### TASK STATEMENT
Output exactly the first line of the listing and each line after it, through the line that contains "in writing, software"; add nothing else.

### EXTRACTED INFORMATION
┌────────

// Copyright 2022 Webb Technologies Inc.
//
// Licensed under the Apache License, Version 2.0 (the "License");
// you may not use this file except in compliance with the License.
// You may obtain a copy of the License at
//
// http://www.apache.org/licenses/LICENSE-2.0
//
// Unless required by applicable law or agreed to in writing, software
// distributed under the License is distributed on an "AS IS" BASIS,
// WITHOUT WARRANTIES OR CONDITIONS OF ANY KIND, either express or implied.
// See the License for the specific language governing permissions and
// limitations under the License.

#![warn(missing_docs)]
//! # Relayer Context Module 🕸️
//!
//! A module for managing the context of the relayer.
use std::sync::Arc;
use std::time::Duration;

use tokio::sync::broadcast;

use confession_fee_oracle_backends::{
    ContractFeeBackend, FeeBackend, FeeOracleMerger, FixedFeeBackend,
};
use confession_relayer_auth::AdminAuth;
use confession_relayer_chain::{ChainClient, EthersChainClient};
use confession_relayer_config::RelayerConfig;
use confession_relayer_store::{ConfessionStore, PaymentClaims};
use confession_relayer_tx_queue::TxQueue;
use confession_relayer_tx_relay::{RateLimiter, RelayerSubmitter, TrustedProxies};
use confession_relayer_utils::metric::Metrics;
use confession_relayer_utils::probe;

/// RelayerContext contains Relayer's configuration, shared state and shutdown signal.
#[derive(Clone)]
pub struct RelayerContext {
    /// The configuration of the relayer.
    pub config: RelayerConfig,
    /// Broadcasts a shutdown signal to all active connections.
    ///
    /// The initial `shutdown` trigger is provided by the `run` caller. The
    /// server is responsible for gracefully shutting down active connections.
    /// When a connection task is spawned, it is passed a broadcast receiver
    /// handle. When a graceful shutdown is initiated, a `()` value is sent via
    /// the broadcast::Sender. Each active connection receives it, reaches a
    /// safe terminal state, and completes the task.
    notify_shutdown: broadcast::Sender<()>,
    /// Represents the metrics for the relayer
    pub metrics: Arc<Metrics>,
    store: Arc<dyn ConfessionStore>,
    /// `None` while the relayer is not configured.
    chain: Option<Arc<dyn ChainClient>>,
    fee_oracle: Arc<FeeOracleMerger>,
    rate_limiter: Arc<RateLimiter>,
    trusted_proxies: Arc<TrustedProxies>,
    claims: Arc<PaymentClaims>,
    submitter: Arc<RelayerSubmitter>,
    admin: Arc<AdminAuth>,
}

impl std::fmt::Debug for RelayerContext {
    fn fmt(&self, f: &mut std::fmt::Formatter<'_>) -> std::fmt::Result {
        f.debug_struct("RelayerContext")
            .field("port", &self.config.port)
            .field("chain", &self.chain)
            .field("store", &self.store)
            .finish()
    }
}

impl RelayerContext {
    /// Creates a new RelayerContext, connecting to the configured chain when
    /// the relayer is fully configured.
    ///
    /// Must be called from within a tokio runtime, as it starts the
    /// transaction queue.
    pub fn new(
        config: RelayerConfig,
        store: Arc<dyn ConfessionStore>,
    ) -> confession_relayer_utils::Result<Self> {
        let chain: Option<Arc<dyn ChainClient>> = match (
            &config.evm.http_endpoint,
            &config.evm.private_key,
            config.evm.contract_address,
        ) {
            (Some(endpoint), Some(private_key), Some(contract)) => {
                let client = EthersChainClient::new(
                    endpoint.as_url(),
                    private_key,
                    contract,
                    config.evm.chain_id,
                )?;
                Some(Arc::new(client))
            }
            _ => None,
        };
        Self::with_chain(config, store, chain)
    }

    /// Creates a new RelayerContext around an existing chain client.
    pub fn with_chain(
        config: RelayerConfig,
        store: Arc<dyn ConfessionStore>,
        chain: Option<Arc<dyn ChainClient>>,
    ) -> confession_relayer_utils::Result<Self> {
        let (notify_shutdown, _) = broadcast::channel(2);
        let metrics = Arc::new(Metrics::new()?);

        let mut fee_oracle = FeeOracleMerger::builder();
        if let Some(chain) = &chain {
            fee_oracle =
                fee_oracle.merge(Box::new(ContractFeeBackend::new(chain.clone())));
        }
        let fee_oracle = Arc::new(
            fee_oracle
                .merge(Box::new(FixedFeeBackend::fallback(
                    config.relayer.default_fee.wei(),
                )))
                .metrics(metrics.clone())
                .build(),
        );

        let tx_queue = chain.as_ref().map(|chain| {
            TxQueue::spawn(
                chain.clone(),
                config.evm.explorer.clone(),
                metrics.clone(),
            )
        });

        let rate_limiter = Arc::new(RateLimiter::new(
            config.relayer.rate_limit.max_requests,
            Duration::from_secs(config.relayer.rate_limit.window_secs),
        ));
        let trusted_proxies =
            Arc::new(TrustedProxies::new(&config.relayer.trusted_proxies));
        let claims = Arc::new(PaymentClaims::new());
        let submitter = RelayerSubmitter::builder()
            .config(config.relayer.clone())
            .chain(chain.clone())
            .tx_queue(tx_queue)
            .fee_oracle(fee_oracle.clone() as Arc<dyn FeeBackend>)
            .store(store.clone())
            .claims(claims.clone())
            .rate_limiter(rate_limiter.clone())
            .metrics(metrics.clone())
            .explorer(config.evm.explorer.clone())
            .build();

        let admin = AdminAuth::builder()
            .owner(config.admin.owner_address)
            .password(config.admin.password.clone())
            .nonce_ttl(Duration::from_secs(config.admin.nonce_ttl_secs))
            .session_ttl(Duration::from_secs(config.admin.session_ttl_secs))
            .metrics(metrics.clone())
            .build();

        match &chain {
            Some(chain) => tracing::event!(
                target: probe::TARGET,
                tracing::Level::DEBUG,
                kind = %probe::Kind::Lifecycle,
                relayer_enabled = true,
                chain_id = chain.chain_id(),
            ),
            None => tracing::warn!(
                "Anonymous relayer disabled: evm http-endpoint, private-key or contract-address missing"
            ),
        }

        Ok(Self {
            config,
            notify_shutdown,
            metrics,
            store,
            chain,
            fee_oracle,
            rate_limiter,
            trusted_proxies,
            claims,
            submitter: Arc::new(submitter),
            admin: Arc::new(admin),
        })
    }

    /// Returns a broadcast receiver handle for the shutdown signal.
    pub fn shutdown_signal(&self) -> Shutdown {
        Shutdown::new(self.notify_shutdown.subscribe())
    }

    /// Sends a shutdown signal to all subscribed tasks/connections.
    pub fn shutdown(&self) {
        let _ = self.notify_shutdown.send(());
    }

    /// Returns the confession store.
    pub fn store(&self) -> &Arc<dyn ConfessionStore> {
        &self.store
    }

    /// Returns the chain client, when the relayer is configured.
    pub fn chain(&self) -> Option<&Arc<dyn ChainClient>> {
        self.chain.as_ref()
    }

    /// Returns the fee oracle.
    pub fn fee_oracle(&self) -> Arc<FeeOracleMerger> {
        self.fee_oracle.clone()
    }

    /// Returns the relayed submission orchestrator.
    pub fn submitter(&self) -> &RelayerSubmitter {
        &self.submitter
    }

    /// Returns the admin authentication state.
    pub fn admin(&self) -> &AdminAuth {
        &self.admin
    }

    /// Returns the proxies allowed to forward the caller address.
    pub fn trusted_proxies(&self) -> &TrustedProxies {
        &self.trusted_proxies
    }

    /// Returns the payment claims.
    pub fn claims(&self) -> &PaymentClaims {
        &self.claims
    }

    /// Drops expired nonces, sessions and rate limit windows.
    pub fn sweep_expired(&self) -> usize {
        self.admin.sweep_expired() + self.rate_limiter.sweep_expired()
    }
}

/// Listens for the server shutdown signal.
///
/// Shutdown is signalled using a `broadcast::Receiver`. Only a single value is
/// ever sent. Once a value has been sent via the broadcast channel, the server
/// should shutdown.
///
/// The `Shutdown` struct listens for the signal and tracks that the signal has
/// been received. Callers may query for whether the shutdown signal has been
/// received or not.
#[derive(Debug)]
pub struct Shutdown {
    /// `true` if the shutdown signal has been received
    shutdown: bool,

    /// The receive half of the channel used to listen for shutdown.
    notify: broadcast::Receiver<()>,
}

impl Shutdown {
    /// Create a new `Shutdown` backed by the given `broadcast::Receiver`.
    pub fn new(notify: broadcast::Receiver<()>) -> Shutdown {
        Shutdown {
            shutdown: false,
            notify,
        }
    }

    /// Whether the shutdown signal has been received.
    pub fn is_shutdown(&self) -> bool {
        self.shutdown
    }

    /// Receive the shutdown notice, waiting if necessary.
    pub async fn recv(&mut self) {
        if self.shutdown {
            return;
        }

        // Cannot receive a "lag error" as only one value is ever sent.
        let _ = self.notify.recv().await;

        self.shutdown = true;
    }
}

└────────

### RESPONSE
// Copyright 2022 Webb Technologies Inc.
//
// Licensed under the Apache License, Version 2.0 (the "License");
// you may not use this file except in compliance with the License.
// You may obtain a copy of the License at
//
// http://www.apache.org/licenses/LICENSE-2.0
//
// Unless required by applicable law or agreed to in writing, software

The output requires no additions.